* [TASK PROMPT]: The result should be every line in the data below that carries the string "info".

* [Stored data]:
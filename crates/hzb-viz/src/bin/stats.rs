use std::time::Instant;

use clap::Parser;
use hzb_viz::{CubeField, OrbitCamera, summarize};
use raster_bvh::{BvhConfig, BvhError, HzbRenderer, RasterBvh, SplitMethod, TileConfig, TraversalMode};

#[derive(Parser)]
#[command(name = "stats", about = "Compare BVH split methods on a generated cube field")]
struct Cli {
    /// Split method to measure; repeat to compare several (default: all)
    #[arg(long = "method", short)]
    methods: Vec<SplitMethod>,
    /// Number of cubes in the field
    #[arg(long, default_value_t = 200)]
    cubes: usize,
    #[arg(long, default_value_t = 42)]
    seed: u64,
    /// Camera positions evenly spaced around the field
    #[arg(long, default_value_t = 8)]
    views: usize,
    #[arg(long, default_value_t = 640)]
    width: u32,
    #[arg(long, default_value_t = 480)]
    height: u32,
    /// Tile edge length in pixels
    #[arg(long, default_value_t = 32)]
    tile: u32,
    /// Visit every node instead of skipping rejected subtrees
    #[arg(long)]
    exhaustive: bool,
}

fn main() -> Result<(), BvhError> {
    env_logger::Builder::from_env(env_logger::Env::default().default_filter_or("info")).init();
    let cli = Cli::parse();

    let scene = CubeField {
        count: cli.cubes,
        ..CubeField::default()
    }
    .generate(cli.seed);
    let methods = if cli.methods.is_empty() {
        SplitMethod::ALL.to_vec()
    } else {
        cli.methods.clone()
    };
    let traversal = if cli.exhaustive {
        TraversalMode::Exhaustive
    } else {
        TraversalMode::Prune
    };
    let tiles = TileConfig::default().with_tile_size(cli.tile, cli.tile);
    let views = cli.views.max(1);
    let aspect = cli.width as f32 / cli.height as f32;

    for method in methods {
        let config = BvhConfig::default().with_split_method(method).with_traversal(traversal);
        let started = Instant::now();
        let mut bvh = RasterBvh::build(scene.view(), config)?;
        let build_time = started.elapsed();

        let mut renderer = HzbRenderer::new(scene.view(), cli.width, cli.height, tiles)?;
        let mut camera = OrbitCamera::new(110.0, 0.0, 0.3);
        let mut culled_nodes = 0.0;
        let mut culled_faces = 0.0;

        let started = Instant::now();
        for view in 0..views {
            camera.yaw = std::f32::consts::TAU * view as f32 / views as f32;
            let stats = renderer.render(&mut bvh, &camera.view_projection(aspect));
            log::debug!("{method} view {view}: {}", summarize(&stats));
            culled_nodes += stats.culled_node_ratio();
            culled_faces += stats.culled_face_ratio();
        }
        let frame_ms = started.elapsed().as_secs_f64() * 1000.0 / views as f64;

        let build = bvh.build_stats();
        log::info!(
            "{method}{}: {} nodes, {} leaves, depth {}, built in {:.1} ms | culled {:.1}% nodes, {:.1}% faces on average | {:.2} ms/frame",
            if method.is_experimental() { " (experimental)" } else { "" },
            build.total_nodes,
            build.leaf_count,
            build.max_depth,
            build_time.as_secs_f64() * 1000.0,
            culled_nodes * 100.0 / views as f32,
            culled_faces * 100.0 / views as f32,
            frame_ms,
        );
    }

    Ok(())
}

* [SOLUTION TO THE EXERCISE]:
    env_logger::Builder::from_env(env_logger::Env::default().default_filter_or("info")).init();
        log::info!(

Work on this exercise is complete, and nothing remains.